**Data excerpts:**
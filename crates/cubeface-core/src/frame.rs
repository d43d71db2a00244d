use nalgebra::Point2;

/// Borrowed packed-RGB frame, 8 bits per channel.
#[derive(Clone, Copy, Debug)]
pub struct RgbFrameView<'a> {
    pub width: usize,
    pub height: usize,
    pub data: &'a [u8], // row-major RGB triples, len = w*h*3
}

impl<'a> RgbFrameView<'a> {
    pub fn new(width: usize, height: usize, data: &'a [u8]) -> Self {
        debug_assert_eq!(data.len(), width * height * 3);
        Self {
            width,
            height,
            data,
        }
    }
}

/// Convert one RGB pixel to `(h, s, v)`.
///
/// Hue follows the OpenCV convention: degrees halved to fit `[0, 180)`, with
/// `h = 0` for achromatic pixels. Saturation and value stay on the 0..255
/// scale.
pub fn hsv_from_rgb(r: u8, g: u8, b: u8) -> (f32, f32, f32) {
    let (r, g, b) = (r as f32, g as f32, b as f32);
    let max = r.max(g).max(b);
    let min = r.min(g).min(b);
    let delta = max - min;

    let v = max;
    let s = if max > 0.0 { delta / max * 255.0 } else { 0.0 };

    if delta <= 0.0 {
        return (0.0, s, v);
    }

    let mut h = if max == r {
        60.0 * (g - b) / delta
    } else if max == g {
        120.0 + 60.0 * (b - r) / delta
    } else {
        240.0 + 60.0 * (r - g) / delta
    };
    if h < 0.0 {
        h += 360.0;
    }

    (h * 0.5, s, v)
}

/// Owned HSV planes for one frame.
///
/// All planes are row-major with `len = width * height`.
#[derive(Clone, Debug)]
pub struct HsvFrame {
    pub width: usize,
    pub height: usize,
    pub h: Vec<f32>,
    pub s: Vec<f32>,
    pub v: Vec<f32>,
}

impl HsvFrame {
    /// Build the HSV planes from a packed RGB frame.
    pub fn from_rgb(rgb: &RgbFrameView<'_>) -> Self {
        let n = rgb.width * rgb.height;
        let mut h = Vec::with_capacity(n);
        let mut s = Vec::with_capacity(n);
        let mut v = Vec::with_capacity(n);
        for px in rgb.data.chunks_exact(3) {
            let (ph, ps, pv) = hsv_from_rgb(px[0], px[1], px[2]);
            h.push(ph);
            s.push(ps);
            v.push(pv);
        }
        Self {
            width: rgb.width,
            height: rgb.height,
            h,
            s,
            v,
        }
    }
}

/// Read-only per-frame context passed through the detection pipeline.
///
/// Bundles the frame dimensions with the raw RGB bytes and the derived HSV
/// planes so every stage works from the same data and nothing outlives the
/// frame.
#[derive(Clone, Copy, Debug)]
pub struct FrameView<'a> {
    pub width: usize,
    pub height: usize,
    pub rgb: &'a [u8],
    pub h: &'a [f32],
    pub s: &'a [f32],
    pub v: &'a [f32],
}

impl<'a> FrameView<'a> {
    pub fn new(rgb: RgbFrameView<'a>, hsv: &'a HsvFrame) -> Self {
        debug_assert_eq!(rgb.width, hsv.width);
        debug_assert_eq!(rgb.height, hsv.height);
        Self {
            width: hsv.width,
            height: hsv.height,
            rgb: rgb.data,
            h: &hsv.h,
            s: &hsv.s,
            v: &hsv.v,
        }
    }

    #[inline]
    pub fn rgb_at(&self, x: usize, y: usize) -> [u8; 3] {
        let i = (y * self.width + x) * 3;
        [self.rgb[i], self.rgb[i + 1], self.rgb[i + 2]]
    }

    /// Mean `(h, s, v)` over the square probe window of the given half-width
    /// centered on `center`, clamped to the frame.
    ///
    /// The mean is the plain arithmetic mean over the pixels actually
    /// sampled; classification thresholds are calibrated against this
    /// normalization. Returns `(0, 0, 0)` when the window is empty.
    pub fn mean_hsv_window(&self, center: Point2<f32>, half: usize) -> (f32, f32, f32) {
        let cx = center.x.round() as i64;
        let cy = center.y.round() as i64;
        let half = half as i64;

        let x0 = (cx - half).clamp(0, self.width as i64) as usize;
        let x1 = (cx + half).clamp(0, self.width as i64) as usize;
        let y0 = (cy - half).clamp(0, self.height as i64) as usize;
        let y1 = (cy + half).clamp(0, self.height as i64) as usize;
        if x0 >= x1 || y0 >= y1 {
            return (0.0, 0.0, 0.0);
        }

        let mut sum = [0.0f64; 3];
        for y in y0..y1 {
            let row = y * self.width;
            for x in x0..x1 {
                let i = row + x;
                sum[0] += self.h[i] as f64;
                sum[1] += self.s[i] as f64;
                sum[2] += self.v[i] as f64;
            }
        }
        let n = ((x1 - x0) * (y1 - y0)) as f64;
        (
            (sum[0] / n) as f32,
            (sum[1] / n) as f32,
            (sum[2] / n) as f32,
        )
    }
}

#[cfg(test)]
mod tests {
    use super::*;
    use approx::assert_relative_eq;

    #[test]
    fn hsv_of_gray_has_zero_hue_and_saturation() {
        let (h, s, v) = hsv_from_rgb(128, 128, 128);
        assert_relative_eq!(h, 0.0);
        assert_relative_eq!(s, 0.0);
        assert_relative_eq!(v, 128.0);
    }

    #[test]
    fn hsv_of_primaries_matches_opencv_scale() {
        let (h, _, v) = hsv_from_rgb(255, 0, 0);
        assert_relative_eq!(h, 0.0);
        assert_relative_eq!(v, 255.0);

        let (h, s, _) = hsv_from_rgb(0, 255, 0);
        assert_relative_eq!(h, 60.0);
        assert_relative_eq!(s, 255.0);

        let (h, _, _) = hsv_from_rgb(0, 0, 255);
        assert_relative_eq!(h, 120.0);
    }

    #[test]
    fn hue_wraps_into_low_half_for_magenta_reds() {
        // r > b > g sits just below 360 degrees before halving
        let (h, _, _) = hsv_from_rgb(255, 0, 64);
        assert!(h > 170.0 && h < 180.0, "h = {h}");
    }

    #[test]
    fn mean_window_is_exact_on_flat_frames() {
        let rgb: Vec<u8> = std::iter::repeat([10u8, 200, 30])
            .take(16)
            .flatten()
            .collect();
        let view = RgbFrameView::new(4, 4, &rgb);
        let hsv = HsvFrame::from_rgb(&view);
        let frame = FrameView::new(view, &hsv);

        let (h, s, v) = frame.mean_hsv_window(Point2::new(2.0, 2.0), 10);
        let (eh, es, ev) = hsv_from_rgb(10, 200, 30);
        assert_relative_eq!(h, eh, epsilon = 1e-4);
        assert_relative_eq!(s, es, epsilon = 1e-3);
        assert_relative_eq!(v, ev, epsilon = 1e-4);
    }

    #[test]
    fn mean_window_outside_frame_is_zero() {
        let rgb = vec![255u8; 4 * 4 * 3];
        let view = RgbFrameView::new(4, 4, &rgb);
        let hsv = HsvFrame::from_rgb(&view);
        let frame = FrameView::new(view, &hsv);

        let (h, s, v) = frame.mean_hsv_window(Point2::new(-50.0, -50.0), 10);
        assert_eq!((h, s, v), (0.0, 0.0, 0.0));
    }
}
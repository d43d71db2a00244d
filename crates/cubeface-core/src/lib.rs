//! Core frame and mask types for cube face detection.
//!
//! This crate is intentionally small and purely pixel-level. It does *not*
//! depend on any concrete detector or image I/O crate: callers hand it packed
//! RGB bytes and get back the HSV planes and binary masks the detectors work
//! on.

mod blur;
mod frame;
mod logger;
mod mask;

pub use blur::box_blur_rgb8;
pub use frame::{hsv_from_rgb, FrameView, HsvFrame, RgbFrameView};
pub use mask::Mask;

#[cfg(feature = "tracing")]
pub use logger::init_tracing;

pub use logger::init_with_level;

**ABOUT THIS TASK:** What lines of the data contain the string "HsvFrame"? List them.

**TASK RESULT:**
pub struct HsvFrame {
impl HsvFrame {
    pub fn new(rgb: RgbFrameView<'a>, hsv: &'a HsvFrame) -> Self {
        let hsv = HsvFrame::from_rgb(&view);
        let hsv = HsvFrame::from_rgb(&view);
pub use frame::{hsv_from_rgb, FrameView, HsvFrame, RgbFrameView};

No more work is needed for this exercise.